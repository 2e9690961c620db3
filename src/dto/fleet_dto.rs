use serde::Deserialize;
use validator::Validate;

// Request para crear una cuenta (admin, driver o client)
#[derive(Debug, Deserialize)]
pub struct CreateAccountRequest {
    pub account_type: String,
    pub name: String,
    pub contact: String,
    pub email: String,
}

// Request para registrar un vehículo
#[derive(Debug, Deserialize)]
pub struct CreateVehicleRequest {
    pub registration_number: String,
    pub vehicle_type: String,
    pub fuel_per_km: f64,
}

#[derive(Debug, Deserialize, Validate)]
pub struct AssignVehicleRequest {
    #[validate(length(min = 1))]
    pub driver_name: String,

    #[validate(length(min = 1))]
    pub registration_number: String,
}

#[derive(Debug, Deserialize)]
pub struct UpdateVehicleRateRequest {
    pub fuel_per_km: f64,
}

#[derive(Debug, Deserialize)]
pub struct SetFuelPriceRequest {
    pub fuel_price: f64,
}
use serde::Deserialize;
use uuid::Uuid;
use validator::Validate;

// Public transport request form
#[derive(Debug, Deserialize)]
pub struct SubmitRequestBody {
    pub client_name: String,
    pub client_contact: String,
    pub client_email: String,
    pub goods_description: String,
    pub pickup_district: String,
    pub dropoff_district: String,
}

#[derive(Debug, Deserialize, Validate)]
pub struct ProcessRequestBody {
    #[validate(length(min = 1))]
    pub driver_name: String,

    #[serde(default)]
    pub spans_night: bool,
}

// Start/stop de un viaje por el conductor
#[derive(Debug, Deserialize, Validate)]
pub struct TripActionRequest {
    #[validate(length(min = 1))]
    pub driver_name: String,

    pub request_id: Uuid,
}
───
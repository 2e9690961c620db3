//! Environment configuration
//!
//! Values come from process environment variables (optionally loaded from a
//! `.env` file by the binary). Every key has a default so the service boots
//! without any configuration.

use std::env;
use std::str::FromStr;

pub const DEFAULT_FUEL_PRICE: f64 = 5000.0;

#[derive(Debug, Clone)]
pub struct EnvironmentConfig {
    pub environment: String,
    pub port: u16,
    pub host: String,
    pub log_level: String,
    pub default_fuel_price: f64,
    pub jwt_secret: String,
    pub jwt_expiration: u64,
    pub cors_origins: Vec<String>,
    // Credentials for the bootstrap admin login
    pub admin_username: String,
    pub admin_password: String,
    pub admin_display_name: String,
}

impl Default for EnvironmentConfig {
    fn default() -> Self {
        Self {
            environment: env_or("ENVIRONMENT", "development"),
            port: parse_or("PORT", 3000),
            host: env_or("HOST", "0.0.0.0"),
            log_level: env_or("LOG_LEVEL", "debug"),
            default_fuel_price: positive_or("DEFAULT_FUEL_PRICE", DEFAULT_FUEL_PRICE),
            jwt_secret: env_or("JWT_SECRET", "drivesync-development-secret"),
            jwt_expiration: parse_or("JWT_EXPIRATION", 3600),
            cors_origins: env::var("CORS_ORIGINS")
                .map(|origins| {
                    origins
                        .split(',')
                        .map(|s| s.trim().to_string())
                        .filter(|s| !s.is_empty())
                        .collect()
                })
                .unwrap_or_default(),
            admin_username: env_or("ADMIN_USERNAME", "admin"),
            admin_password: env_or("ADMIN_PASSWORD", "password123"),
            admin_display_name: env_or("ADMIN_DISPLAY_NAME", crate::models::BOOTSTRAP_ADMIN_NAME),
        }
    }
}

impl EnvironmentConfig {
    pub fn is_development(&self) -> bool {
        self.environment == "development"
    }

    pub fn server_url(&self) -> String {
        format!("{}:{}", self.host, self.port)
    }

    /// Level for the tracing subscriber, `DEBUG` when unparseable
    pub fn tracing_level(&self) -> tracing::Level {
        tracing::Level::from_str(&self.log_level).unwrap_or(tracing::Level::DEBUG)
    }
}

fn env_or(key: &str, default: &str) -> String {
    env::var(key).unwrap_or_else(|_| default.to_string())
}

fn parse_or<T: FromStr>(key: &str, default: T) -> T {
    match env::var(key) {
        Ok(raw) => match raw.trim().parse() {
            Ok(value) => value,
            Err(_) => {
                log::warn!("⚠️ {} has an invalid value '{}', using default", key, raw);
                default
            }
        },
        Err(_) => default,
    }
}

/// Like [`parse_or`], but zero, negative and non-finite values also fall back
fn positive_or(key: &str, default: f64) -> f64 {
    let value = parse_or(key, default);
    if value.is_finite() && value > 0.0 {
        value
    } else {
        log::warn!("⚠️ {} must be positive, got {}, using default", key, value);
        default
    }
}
───
> _What this task involves_
Using the listing above, gather each line that holds the string "para" and copy it.

> _Solution_
// Request para crear una cuenta (admin, driver o client)
// Request para registrar un vehículo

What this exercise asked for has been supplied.